Government auditors flagged P60 million in ineligible Social Amelioration Program (SAP) releases to 9,887 unqualified beneficiaries in the towns of Cebu, mandating local government officials to recover the full amount.
Local government units, however, said there was too little time given to them to verify the list and complete the disbursements. Some said the guidelines for the Emergency Subsidy Program (ESP) distribution under SAP only came after the funds had already been disbursed. Several town officials requested for reconsideration saying those who received payouts were in need.
The Badian Social Welfare and Development Office (SWDO), for example, told auditors about their difficulty not just in the validation of names but also in the distribution of SAP payouts.
Of Cebu province’s 44 towns, 34 municipalities were recorded as having released SAP payments to ineligible beneficiaries.
“Although it was determined that some of the beneficiaries are ineligible to receive the SAP, there is a difficulty in the distribution as some of the recipients insisted that they were eligible to the point that they were already harassing the MSWD officer and its staff,” the audit report on Badian said.
When asked to send demand letters to the 653 ineligible beneficiaries to recover the P3.9 million released to them, Municipal SWDO Arlene R. Lucero expressed her reluctance to do so, citing harassment both in person and on social media.
The findings are contained in the annual audit reports on the 2020 finances of government offices by the Commission on Audit, which are published on its website. Of Cebu province’s 44 towns, 34 municipalities were recorded as having released SAP payments to ineligible beneficiaries.
Topping the list is the town of Balamban with 1,180 deemed ineligible for SAP receiving a total of P7.08 million. The town is appealing to the DSWD regional office but promised to send out demand letters after a review of the list of recipients.
Daanbantayan told auditors that they will not send demand letters to ineligible beneficiaries saying 'such a prevalent problem should be addressed regionwide.'
Daanbantayan, a town on the northern tip of Cebu, came next with 862 ineligible beneficiaries receiving a total of P5.17 million. The town said they finished distributing SAP funds on April 30, 2020. The guidelines for distribution from the Department of Social Welfare and Development (DSWD), however, were only received on May 5, 2020.
Daanbantayan told auditors that they will not send demand letters to ineligible beneficiaries saying “such prevalent (a) problem should be addressed regionwide.”
“Although ineligible, the Municipality believes that these individuals are also striving to survive the pandemic because these individuals are basically still poor,” the auditors reported.

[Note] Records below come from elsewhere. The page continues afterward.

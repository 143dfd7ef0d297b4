//! Dashboard server module.
//!
//! Provides a web server that:
//! - Serves a single-page frontend with the two report controls
//! - Answers control changes with the chart grid for the selection
//! - Exports the table behind any chart as CSV or JSON

pub mod callbacks;
pub mod config;
pub mod error;
pub mod frontend;

pub use callbacks::{
    ControlOptions, DropdownOption, control_options, update_output, year_selector_disabled,
};
pub use config::DashboardConfig;
pub use error::DashboardError;

use autosales_charts::{ChartGrid, ExportFormat, Exporter};
use autosales_data::SalesTable;
use autosales_stats::Statistic;
use axum::{
    Json, Router,
    extract::{Path, Query, State},
    http::header,
    response::{Html, IntoResponse, Response},
    routing::get,
};
use serde::{Deserialize, Serialize};
use std::sync::Arc;
use tower_http::cors::{Any, CorsLayer};
use tower_http::trace::TraceLayer;
use tracing::{debug, info, warn};

/// Shared state for the dashboard server.
#[derive(Debug)]
pub struct DashboardState {
    table: SalesTable,
    config: DashboardConfig,
}

impl DashboardState {
    /// Create the state.
    pub const fn new(table: SalesTable, config: DashboardConfig) -> Self {
        Self { table, config }
    }

    /// The loaded sales table.
    pub const fn table(&self) -> &SalesTable {
        &self.table
    }
}

/// The dashboard server that serves the web UI and API endpoints.
#[derive(Debug)]
pub struct DashboardServer {
    state: Arc<DashboardState>,
}

impl DashboardServer {
    /// Creates a new dashboard server over a loaded table.
    pub fn new(table: SalesTable, config: DashboardConfig) -> Self {
        Self {
            state: Arc::new(DashboardState::new(table, config)),
        }
    }

    /// Build the router.
    pub fn router(&self) -> Router {
        build_router(Arc::clone(&self.state))
    }

    /// Starts the dashboard web server.
    /// This method runs until the server receives Ctrl-C.
    pub async fn run(self) -> Result<(), DashboardError> {
        let config = &self.state.config;
        let listener =
            tokio::net::TcpListener::bind((config.host.as_str(), config.port)).await?;
        info!(
            "Dashboard server starting on http://{}",
            listener.local_addr()?
        );

        axum::serve(listener, self.router())
            .with_graceful_shutdown(shutdown_signal())
            .await?;

        info!("Dashboard server stopped");
        Ok(())
    }
}

async fn shutdown_signal() {
    if let Err(e) = tokio::signal::ctrl_c().await {
        warn!("Failed to listen for Ctrl-C: {}", e);
        std::future::pending::<()>().await;
    }
}

fn build_router(state: Arc<DashboardState>) -> Router {
    let cors = CorsLayer::new()
        .allow_origin(Any)
        .allow_methods(Any)
        .allow_headers(Any);

    Router::new()
        .route("/", get(serve_frontend))
        .route("/health", get(health))
        .route("/api/options", get(get_options))
        .route("/api/controls", get(get_controls))
        .route("/api/output", get(get_output))
        .route("/api/export/{statistic}", get(export_statistic))
        .layer(TraceLayer::new_for_http())
        .layer(cors)
        .with_state(state)
}

/// GET / - Serves the dashboard page
async fn serve_frontend(State(state): State<Arc<DashboardState>>) -> Html<String> {
    Html(frontend::render(&state.config.title))
}

/// GET /health - Liveness probe
async fn health() -> &'static str {
    "ok"
}

/// GET /api/options - Dropdown entries
async fn get_options() -> Json<ControlOptions> {
    Json(control_options())
}

/// Query of the control endpoints.
#[derive(Debug, Default, Deserialize)]
struct SelectionParams {
    statistics: Option<String>,
    year: Option<i32>,
}

/// Response of `/api/controls`.
#[derive(Debug, Serialize, Deserialize, PartialEq, Eq)]
struct ControlsState {
    year_disabled: bool,
}

/// GET /api/controls - Whether the year selector is enabled
async fn get_controls(Query(params): Query<SelectionParams>) -> Json<ControlsState> {
    Json(ControlsState {
        year_disabled: year_selector_disabled(params.statistics.as_deref()),
    })
}

/// GET /api/output - Chart grid for the current selection
async fn get_output(
    State(state): State<Arc<DashboardState>>,
    Query(params): Query<SelectionParams>,
) -> Result<Json<ChartGrid>, DashboardError> {
    debug!(statistics = ?params.statistics, year = ?params.year, "updating output");
    let grid = update_output(&state.table, params.year, params.statistics.as_deref())?;
    Ok(Json(grid.unwrap_or_default()))
}

/// Query of the export endpoint.
#[derive(Debug, Default, Deserialize)]
struct ExportParams {
    year: Option<i32>,
    format: Option<String>,
}

/// GET /api/export/{statistic} - The table behind one chart
async fn export_statistic(
    State(state): State<Arc<DashboardState>>,
    Path(statistic): Path<String>,
    Query(params): Query<ExportParams>,
) -> Result<Response, DashboardError> {
    let statistic: Statistic = statistic.parse()?;
    let format: ExportFormat = params.format.as_deref().unwrap_or("csv").parse()?;

    let series = statistic.compute(&state.table, params.year)?;
    let body = series.export_to_string(format)?;

    Ok(([(header::CONTENT_TYPE, format.content_type())], body).into_response())
}
//! Error types for data operations.

use thiserror::Error;

/// Result type for data operations.
pub type Result<T> = std::result::Result<T, DataError>;

/// Errors that can occur while loading the sales table.
#[derive(Debug, Error)]
pub enum DataError {
    /// Network error
    #[error("Network error: {0}")]
    Network(#[from] reqwest::Error),

    /// Non-success HTTP status from the CSV source
    #[error("HTTP error: {url} returned {status}")]
    Http {
        /// URL that was requested
        url: String,
        /// Status code returned by the server
        status: u16,
    },

    /// Database error
    #[error("Database error: {0}")]
    Database(#[from] rusqlite::Error),

    /// Polars error
    #[error("Polars error: {0}")]
    Polars(#[from] polars::prelude::PolarsError),

    /// A column the dashboard relies on is absent from the CSV header
    #[error("Missing column {column} in sales table")]
    MissingColumn {
        /// Name of the absent column
        column: String,
    },

    /// Data parsing error
    #[error("Data parsing error: {0}")]
    Parse(String),

    /// IO error
    #[error("IO error: {0}")]
    Io(#[from] std::io::Error),
}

The short time to verify the names and complete the disbursement was a common reply to audit observations of ineligible SAP beneficiaries in audit findings on Cebu towns.
Moalboal, a tourism destination in southern Cebu that is known for its diving, told auditors they did not validate the list of SAP beneficiaries during the first payout. The town’s MSWDO told auditors that they were only given 10 days from receipt of the SAP funds to complete the distribution. The town validated names on the list for the second tranche distribution.
Moalboal received ₱22,626,000 for its 15 barangays. After they conducted validation, 822 beneficiaries were found ineligible. They received ₱4,932,000. COA said in its recommendations that the municipality should send these 822 people demand letters to refund the amount that they received.
Minglanilla, meanwhile, was reported to have released ₱240,000 in SAP payments to barangay officials as well as regular and job order employees of the municipal government, which are ineligible for the benefit. Minglanilla was also told to recover P8.9 million it released as hazard pay to barangay officials and municipal contract of service (CO) and job order (JO) workers. COA said they are not qualified to receive hazard pay from the municipal government.
Auditors also flagged purchases that exceeded the price ceiling set by the Department of Health. These included purchases of thermal scanners and medical equipment. The aggregate amount over the price ceiling totaled P4.6 million in all towns. Officials, however, said the emergency purchases were down during the pandemic and prices of items were high. Among those flagged is Aloguinsan’s purchase of 20 non-contact thermometers at P9,500 each when DOH set a ceiling of P3,400 per item.
Another common audit observation is the failure to comply with a warranty clause for emergency procurement under the Bayanihan Act. Auditors said the contracts are required to have “a warranty clause where the supplier, distributor, manufacturer, or contractor warrants that, for the period stipulated covering the procurement at hand, the Goods or Infrastructure Projects to be delivered or implemented shall be free from defects and conform to quality standards and technical specifications of the said contract.”
Many LGUs had procurement contracts without such a clause, including Minglanilla town with P143,238,881.67 worth of agreements without such a stipulation. Other towns with similar findings include San Fernando, with contracts totaling P27,937,061.60 without such a clause, Borbon, P21,711,434; San Francisco, P22,774,400.00; Santa Fe, P18,127,292.93; Moalboal, P16,259,617.93, among many LGUs. The LGUs told editors that they would comply with the requirement.